Economist On Sustainability of Low Oil Prices

Article

"Demand for oilfield equipment and services has outstripped supply, which has also increased development costs. Even before the latest swoon in oil prices, overall costs had been outstripping revenues by 2-3% a year. The result is that nearly half of the projects the industry has under development will need oil prices greater than $120 a barrel to achieve positive cashflow."

8 comments:

Anonymous said...

CP, again, the largest suppliers of oil (in Saudi Arabia, Russia, Iran, etc.) will sell in the $90-80 range (and devalue their currencies to gain market share) over the next 1-2 years. Please take a look at this Reuters "EXCLUSIVE-Privately, Saudis tell oil market: get used to lower prices" (uk.mobile.reuters.com/article/idUKL2N0S70J720141012?irpc=932). IMHO, prices won't rise to $100 or greater until an oil production curtail takes place in approximately a 3-5 years.

CP said...

That's fine. There's stuff with good earnings yield to today's prices even at 80-85 WTI.

jHurt said...

I think oil is going to $70. Its going to get ugly.

Know offhand any overleveraged and unprofitable players (with highest lifting costs)? Ideally with near-term maturities :)

CP said...

$70?!

Anonymous said...

Oil could fall than $80. Don't forget Russia and Saudis are the lead funders of the civil war in Syria (rebels vs government).
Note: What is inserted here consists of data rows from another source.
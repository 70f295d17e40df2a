//! Checkpoint request and result types.

use super::{ClassificationFacets, EntryId, SemanticAnchor};
use serde::{Deserialize, Serialize};

/// Request to save a conversation checkpoint.
#[derive(Debug, Clone, PartialEq, Eq, Serialize, Deserialize)]
pub struct CheckpointRequest {
    /// The annotated text to save.
    pub content: String,
    /// Caller-supplied tags, kept ahead of the derived ones.
    #[serde(default)]
    pub tags: Vec<String>,
    /// Whether to run the anchor detector.
    #[serde(default = "default_true")]
    pub extract_anchors: bool,
    /// Whether to derive a summary from the first sentence.
    #[serde(default = "default_true")]
    pub generate_summary: bool,
}

const fn default_true() -> bool {
    true
}

impl CheckpointRequest {
    /// Creates a request with anchor extraction and summaries enabled.
    #[must_use]
    pub fn new(content: impl Into<String>) -> Self {
        Self {
            content: content.into(),
            tags: Vec::new(),
            extract_anchors: true,
            generate_summary: true,
        }
    }

    /// Adds a tag.
    #[must_use]
    pub fn with_tag(mut self, tag: impl Into<String>) -> Self {
        self.tags.push(tag.into());
        self
    }

    /// Enables or disables anchor extraction.
    #[must_use]
    pub const fn with_anchors(mut self, extract: bool) -> Self {
        self.extract_anchors = extract;
        self
    }

    /// Enables or disables the derived summary.
    #[must_use]
    pub const fn with_summary(mut self, generate: bool) -> Self {
        self.generate_summary = generate;
        self
    }
}

/// Result of a checkpoint save.
#[derive(Debug, Clone, PartialEq, Serialize, Deserialize)]
pub struct CheckpointResult {
    /// The id of the stored entry.
    pub entry_id: EntryId,
    /// Anchors stored with the entry.
    pub anchors: Vec<SemanticAnchor>,
    /// Facets stored with the entry.
    pub facets: ClassificationFacets,
    /// Final tag list.
    pub tags: Vec<String>,
    /// Derived summary.
    #[serde(default, skip_serializing_if = "Option::is_none")]
    pub summary: Option<String>,
    /// Approximate tokens in the content.
    pub tokens: usize,
    /// Parse problems found in the content, as messages.
    #[serde(default)]
    pub warnings: Vec<String>,
}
And the US government has been putting pressure on the Saudis to produce more barrels so Russian exporters loose market share, state owned companies drain resources, and ruble goes back to 1998 levels.

CP said...

Ouch:

http://finance.yahoo.com/echarts?s=USDRUB%3DX+Interactive#symbol=USDRUB=X;range=5y

Good time to visit Russia?

Anonymous said...

Thought this graphic might be of interest to all: http://www.ft.com/ig/features/2014-10-15_brent-crude/breaking_even2.html .

Anonymous said...

I was thinking maybe some of the guys in the plays that I don't think work... Goodrich?